I agree with lots of what’s been posted (with the caveat that my daughter has just started the process and has not gotten in yet). She has only had the goal of costume design since the beginning of junior year. Her school only really has drama as a couple of classes (she took the one tech class they have) and mostly as an EC–they do one play and one musical a year. She was a performer sophomore year and then has been working behind the scenes since junior year.
Her portfolio includes set design sketches and photos (both in the process of being built and finished) of the productions she has worked on as the student costume designer and scenic artist, but is mostly a lot of (non-theatre) studio art (drawing, watercolor, collage) she has done in her art classes. All of this is in a pretty large (20x30"?) multi-ring, zip portfolio with clear insert pages, because some of her pieces are big. It was fairly pricey ($70ish), but as an artist, I know she’ll need to have one eventually anyway. She likes cosplay, so brings along part of a costume that she made (and photos of her in it), as well as her art sketchbook.
Most of the schools we have been to for theatre school visit days have said that they are looking for enthusiasm and potential, not finished perfection. They definitely get that most kids don’t go to performing arts schools and have been very open to taking a look at her portfolio and giving advice. I will say that the interviewer she met with yesterday asked her to upload digital files of the physical work onto the school’s portal website when she got home, so that they would have all of it for reference when they eventually make a decision. So maybe not a bad idea to put stuff online as well.
Time management has definitely been challenging, especially because she is not particularly interested in the minutia of application details. Her school has juniors take a college counseling class spring quarter and then another fall quarter of senior year. In that junior class, they start brainstorming for essay topics and put in requests for their teacher recs so those can get done over the summer. Most of the kids have until mid-late October to get their essays really rounded out in the fall class, but because theatre majors have to go through the interview process and most of those can’t be scheduled until the Common App is in, we were shooting for the second week in September and she managed to get it actually ready to go only about 2 weeks late, around the end of the month. It was critical to have an early meeting with her college counselor, as she had no experience with her major, little with the BFA process, and no idea as to the quantity of applications and requirement for early appointment-making. The Common App for some schools requires more than one essay, so it’s really a good idea to get logged into that as soon as it opens for the fall. There is also a ton of generic info to get filled in on it, so get ahead of that and just have your kid spend some time on data entry. Whatever you can do to just get that stuff out of the way early is really time well spent. Putting together a resume of high school classes, honors, activities, etc over the summer really makes this part go much faster. I won’t lie–I did have to nag her a lot to get it done, and I did help her get the generic data all collected into one reference document. And I did the data entry for the parental info part of her Common App so that I didn’t have to just sit there and dictate everything to her. The rest of the app was all her responsibility.

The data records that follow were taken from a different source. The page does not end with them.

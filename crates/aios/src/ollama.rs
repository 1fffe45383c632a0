//! Inference client - a single blocking POST to the local Ollama generate
//! endpoint per classification.

use crate::error::ActionError;
use crate::parser::json_escape;
use async_trait::async_trait;
use tracing::debug;

/// The classification backend seam. Injected so tests can script replies.
#[async_trait]
pub trait InferenceClient: Send + Sync {
    /// Send one prompt, return the raw response body. The caller extracts
    /// the envelope's `response` field; any shape problem degrades to "no
    /// classification" there, not here.
    async fn generate(&self, prompt: &str) -> Result<String, ActionError>;
}

/// InferenceClient over the Ollama HTTP API.
pub struct OllamaClient {
    url: String,
    model: String,
    client: reqwest::Client,
}

impl OllamaClient {
    pub fn new(url: String, model: String) -> Self {
        // No request timeout: a hung backend freezes the turn. Known gap,
        // the call has no cancellation path either.
        Self {
            url,
            model,
            client: reqwest::Client::new(),
        }
    }

    fn payload(&self, prompt: &str) -> String {
        format!(
            "{{\"model\": \"{}\", \"prompt\": \"{}\", \"stream\": false}}",
            self.model,
            json_escape(prompt)
        )
    }
}

#[async_trait]
impl InferenceClient for OllamaClient {
    async fn generate(&self, prompt: &str) -> Result<String, ActionError> {
        let body = self.payload(prompt);
        debug!("POST {} ({} bytes)", self.url, body.len());

        let response = self
            .client
            .post(&self.url)
            .header("Content-Type", "application/json")
            .body(body)
            .send()
            .await
            .map_err(|e| ActionError::Inference(e.to_string()))?;

        if !response.status().is_success() {
            return Err(ActionError::Inference(format!(
                "backend returned {}",
                response.status()
            )));
        }

        response
            .text()
            .await
            .map_err(|e| ActionError::Inference(e.to_string()))
    }
}

#[cfg(test)]
mod tests {
    use super::*;

    #[test]
    fn payload_shape_and_escaping() {
        let client = OllamaClient::new(
            "http://localhost:11434/api/generate".to_string(),
            "qwen2.5-coder:1.5b".to_string(),
        );
        let payload = client.payload("say \"hi\"\nplease");
        assert_eq!(
            payload,
            "{\"model\": \"qwen2.5-coder:1.5b\", \"prompt\": \"say \\\"hi\\\" please\", \"stream\": false}"
        );
    }
}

It seems like a lot to get done early, but having all of this collected made it so much easier for my D to be able to work her fall play (which was in rehearsal all of October, right when we were aiming to get her Common App in). I took on the piece of the puzzle that involved setting up her interviews, since she was at school during almost all business hours and there were a lot of moving parts. I made a list of emails that she needed to send out to the admissions people for initial contact, and then any additional pure scheduling emails that needed to be sent were sent by me under my email address. Lots of the scheduling was done online. She is doing 4 interviews on campus (Fridays and Saturdays) and we’ll be going to Unifieds in NYC for 5 or 6. We picked NYC because it is over a weekend, versus Chicago Unifieds that are during the week. Fortunately, two of her on-campus ones were able to be scheduled on teacher workdays. The others will be excused absences in November and January because they are college-related. It is possible they will overlap with winter musical rehearsals, but she is just going to have to miss a couple days. Big picture is a bigger deal.
Sorry for the LONG response! I hope it is helpful. Just remember to get the info all pulled together and work on the essay over the summer. I think you could probably even set up an account on the Common App website under your own email just to take a look at what your kid’s prospective colleges are asking for in their essays this year and the generic data that s/he’ll need for the rest of it.